A bass-driven whirlpool of keys and shooting electronic textures complete with spellbinding harmonies.
Words: Karl Johnson | Photo: Hannah Mason
At some point this year I’d imagine NME will come out with a guide on “how to be a buzz band in 2021,” the quick answer being move to South London and play The Windmill (all things considered it’s actually not a bad plan). But, what if you were born in those very South London streets and you’ve witnessed the subtle – and not so subtle – gentrification of an area in which you grew up.
For Black Bordello, this is the case for vocalist and guitarist Sienna Bordello, and during the lost year of 2020 she found that the Nunhead cemetery where she would visit the graves of family members, “was now ruined by over-privileged pleasure makers who had no real connection to the area or its history.” The video was captured in that very cemetery, and the resulting new single was aptly entitled Nunhead.

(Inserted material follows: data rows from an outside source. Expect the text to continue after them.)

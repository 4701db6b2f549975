//! 이벤트 시스템: 스캔 작업 생명주기 알림
//!
//! 스캔 매니저는 작업 상태가 바뀔 때마다 [`ScanEvent`]를 발행합니다.
//! [`EventMetadata`]는 모든 이벤트에 공통으로 포함되는 메타데이터이며,
//! [`Event`] trait은 모든 이벤트 타입이 구현해야 하는 인터페이스입니다.
//!
//! 같은 작업에서 나온 이벤트는 모두 작업 ID를 `trace_id`로 공유합니다.

use std::fmt;
use std::time::SystemTime;

use serde::{Deserialize, Serialize};

use crate::types::{ScanConfig, ScanResult};

// --- 모듈명 상수 ---

/// 스캔 엔진 모듈명
pub const MODULE_SCAN_ENGINE: &str = "scan-engine";

// --- 이벤트 타입 상수 ---

/// 작업 대기열 등록
pub const EVENT_TYPE_QUEUED: &str = "scan.queued";
/// 작업 실행 시작
pub const EVENT_TYPE_STARTED: &str = "scan.started";
/// 진행률 갱신
pub const EVENT_TYPE_PROGRESS: &str = "scan.progress";
/// 일시정지
pub const EVENT_TYPE_PAUSED: &str = "scan.paused";
/// 재개
pub const EVENT_TYPE_RESUMED: &str = "scan.resumed";
/// 정상 완료
pub const EVENT_TYPE_COMPLETED: &str = "scan.completed";
/// 사용자 중지
pub const EVENT_TYPE_STOPPED: &str = "scan.stopped";
/// 실패
pub const EVENT_TYPE_FAILED: &str = "scan.failed";

/// 이벤트 메타데이터: 모든 이벤트에 공통으로 포함되는 추적 정보
///
/// 각 이벤트의 발생 시각, 생성 모듈, 추적 ID를 담고 있어
/// 이벤트 흐름을 추적하고 디버깅할 수 있습니다.
#[derive(Debug, Clone, Serialize, Deserialize)]
pub struct EventMetadata {
    /// 이벤트 발생 시각
    pub timestamp: SystemTime,
    /// 이벤트를 생성한 모듈명
    pub source_module: String,
    /// 추적 ID: 같은 흐름의 이벤트를 연결합니다
    pub trace_id: String,
}

impl EventMetadata {
    /// 기존 trace_id를 사용하여 새 메타데이터를 생성합니다.
    pub fn new(source_module: impl Into<String>, trace_id: impl Into<String>) -> Self {
        Self {
            timestamp: SystemTime::now(),
            source_module: source_module.into(),
            trace_id: trace_id.into(),
        }
    }

    /// 새로운 UUID v4 trace_id를 생성하여 메타데이터를 만듭니다.
    pub fn with_new_trace(source_module: impl Into<String>) -> Self {
        Self::new(source_module, uuid::Uuid::new_v4().to_string())
    }
}

impl fmt::Display for EventMetadata {
    fn fmt(&self, f: &mut fmt::Formatter<'_>) -> fmt::Result {
        write!(
            f,
            "[{}] source={} trace={}",
            unix_timestamp_str(self.timestamp),
            self.source_module,
            self.trace_id,
        )
    }
}

/// 모든 이벤트가 구현해야 하는 기본 trait
///
/// `Send + Sync + 'static` 바운드로 `tokio` 채널을 통한
/// 안전한 전송을 보장합니다.
pub trait Event: Send + Sync + 'static {
    /// 이벤트 고유 ID (UUID v4)
    fn event_id(&self) -> &str;

    /// 이벤트 메타데이터 (timestamp, source_module, trace_id)
    fn metadata(&self) -> &EventMetadata;

    /// 이벤트 타입명 (로깅 및 라우팅에 사용)
    fn event_type(&self) -> &str;
}

/// 진행률 이벤트 레벨
#[derive(Debug, Clone, Copy, Default, PartialEq, Eq, Serialize, Deserialize)]
#[serde(rename_all = "lowercase")]
pub enum ProgressLevel {
    /// 휴리스틱 진행률 갱신
    #[default]
    Info,
    /// stderr 출력 (작업 상태에는 영향 없음)
    Warning,
}

/// 스캔 이벤트 종류와 페이로드
#[derive(Debug, Clone, Serialize, Deserialize)]
#[serde(tag = "type", rename_all = "snake_case")]
pub enum ScanEventKind {
    /// 대기열에 등록됨
    Queued,
    /// 실행 시작
    Started {
        /// 작업 ID가 기록된 스캔 설정
        config: ScanConfig,
    },
    /// 진행률 갱신
    Progress {
        /// 0-100 진행률
        percent: u8,
        /// 진행률을 유발한 출력 라인 (100자 제한)
        status_text: String,
        /// 이벤트 레벨
        level: ProgressLevel,
    },
    /// 일시정지됨
    Paused,
    /// 재개됨
    Resumed,
    /// 완료 (결과 포함)
    Completed {
        /// 스캔 결과 사본
        result: Box<ScanResult>,
    },
    /// 사용자 요청으로 중지됨
    Stopped,
    /// 실패
    Failed {
        /// 사람이 읽을 수 있는 실패 사유
        error: String,
    },
}

impl ScanEventKind {
    /// 이벤트 타입 상수를 반환합니다.
    pub fn event_type(&self) -> &'static str {
        match self {
            Self::Queued => EVENT_TYPE_QUEUED,
            Self::Started { .. } => EVENT_TYPE_STARTED,
            Self::Progress { .. } => EVENT_TYPE_PROGRESS,
            Self::Paused => EVENT_TYPE_PAUSED,
            Self::Resumed => EVENT_TYPE_RESUMED,
            Self::Completed { .. } => EVENT_TYPE_COMPLETED,
            Self::Stopped => EVENT_TYPE_STOPPED,
            Self::Failed { .. } => EVENT_TYPE_FAILED,
        }
    }

    /// 종료 상태 이벤트인지 반환합니다.
    pub fn is_terminal(&self) -> bool {
        matches!(
            self,
            Self::Completed { .. } | Self::Stopped | Self::Failed { .. }
        )
    }
}

/// 스캔 작업 이벤트
///
/// 스캔 매니저가 구독자에게 발행하는 단위입니다.
#[derive(Debug, Clone, Serialize, Deserialize)]
pub struct ScanEvent {
    /// 이벤트 고유 ID
    pub id: String,
    /// 이벤트 메타데이터 (trace_id == job_id)
    pub metadata: EventMetadata,
    /// 작업 ID
    pub job_id: String,
    /// 이벤트 종류
    pub kind: ScanEventKind,
}

impl ScanEvent {
    /// 작업 ID를 trace로 사용하는 이벤트를 생성합니다.
    pub fn new(job_id: impl Into<String>, kind: ScanEventKind) -> Self {
        let job_id = job_id.into();
        Self {
            id: uuid::Uuid::new_v4().to_string(),
            metadata: EventMetadata::new(MODULE_SCAN_ENGINE, job_id.clone()),
            job_id,
            kind,
        }
    }

    pub fn queued(job_id: impl Into<String>) -> Self {
        Self::new(job_id, ScanEventKind::Queued)
    }

    pub fn started(job_id: impl Into<String>, config: ScanConfig) -> Self {
        Self::new(job_id, ScanEventKind::Started { config })
    }

    pub fn progress(
        job_id: impl Into<String>,
        percent: u8,
        status_text: impl Into<String>,
        level: ProgressLevel,
    ) -> Self {
        Self::new(
            job_id,
            ScanEventKind::Progress {
                percent,
                status_text: status_text.into(),
                level,
            },
        )
    }

    pub fn paused(job_id: impl Into<String>) -> Self {
        Self::new(job_id, ScanEventKind::Paused)
    }

    pub fn resumed(job_id: impl Into<String>) -> Self {
        Self::new(job_id, ScanEventKind::Resumed)
    }

    pub fn completed(job_id: impl Into<String>, result: ScanResult) -> Self {
        Self::new(
            job_id,
            ScanEventKind::Completed {
                result: Box::new(result),
            },
        )
    }

    pub fn stopped(job_id: impl Into<String>) -> Self {
        Self::new(job_id, ScanEventKind::Stopped)
    }

    pub fn failed(job_id: impl Into<String>, error: impl Into<String>) -> Self {
        Self::new(
            job_id,
            ScanEventKind::Failed {
                error: error.into(),
            },
        )
    }

    /// 종료 상태 이벤트인지 반환합니다.
    pub fn is_terminal(&self) -> bool {
        self.kind.is_terminal()
    }
}

impl Event for ScanEvent {
    fn event_id(&self) -> &str {
        &self.id
    }

    fn metadata(&self) -> &EventMetadata {
        &self.metadata
    }

    fn event_type(&self) -> &str {
        self.kind.event_type()
    }
}

impl fmt::Display for ScanEvent {
    fn fmt(&self, f: &mut fmt::Formatter<'_>) -> fmt::Result {
        write!(
            f,
            "ScanEvent[{}] job={} type={}",
            &self.id[..8.min(self.id.len())],
            self.job_id,
            self.kind.event_type(),
        )?;
        match &self.kind {
            ScanEventKind::Progress { percent, .. } => write!(f, " progress={percent}%"),
            ScanEventKind::Completed { result } => write!(
                f,
                " hosts={} open_ports={}",
                result.hosts.len(),
                result.open_ports_count()
            ),
            ScanEventKind::Failed { error } => write!(f, " error={error}"),
            _ => Ok(()),
        }
    }
}

/// SystemTime을 사람이 읽을 수 있는 형태로 변환합니다.
fn unix_timestamp_str(time: SystemTime) -> String {
    match time.duration_since(SystemTime::UNIX_EPOCH) {
        Ok(duration) => duration.as_secs().to_string(),
        Err(_) => "unknown".to_owned(),
    }
}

The track itself bends between a bass-driven whirlpool of keys and shooting electronic textures and an off-kilter and Blur-esque push and pull in the verses, complete with a combination of spellbinding harmonies – the stunning and theatrical vocal delivery of Sienna Bordello sits at it’s epicentre. The release of Nunhead arrives in conjunction with the band’s signing to Hideous Mink Records (Opus Kink, Fake Turins, Body Horror) and ahead of a support slot with Goat Girl at The Ivy House, Nunhead this coming Friday 27th August.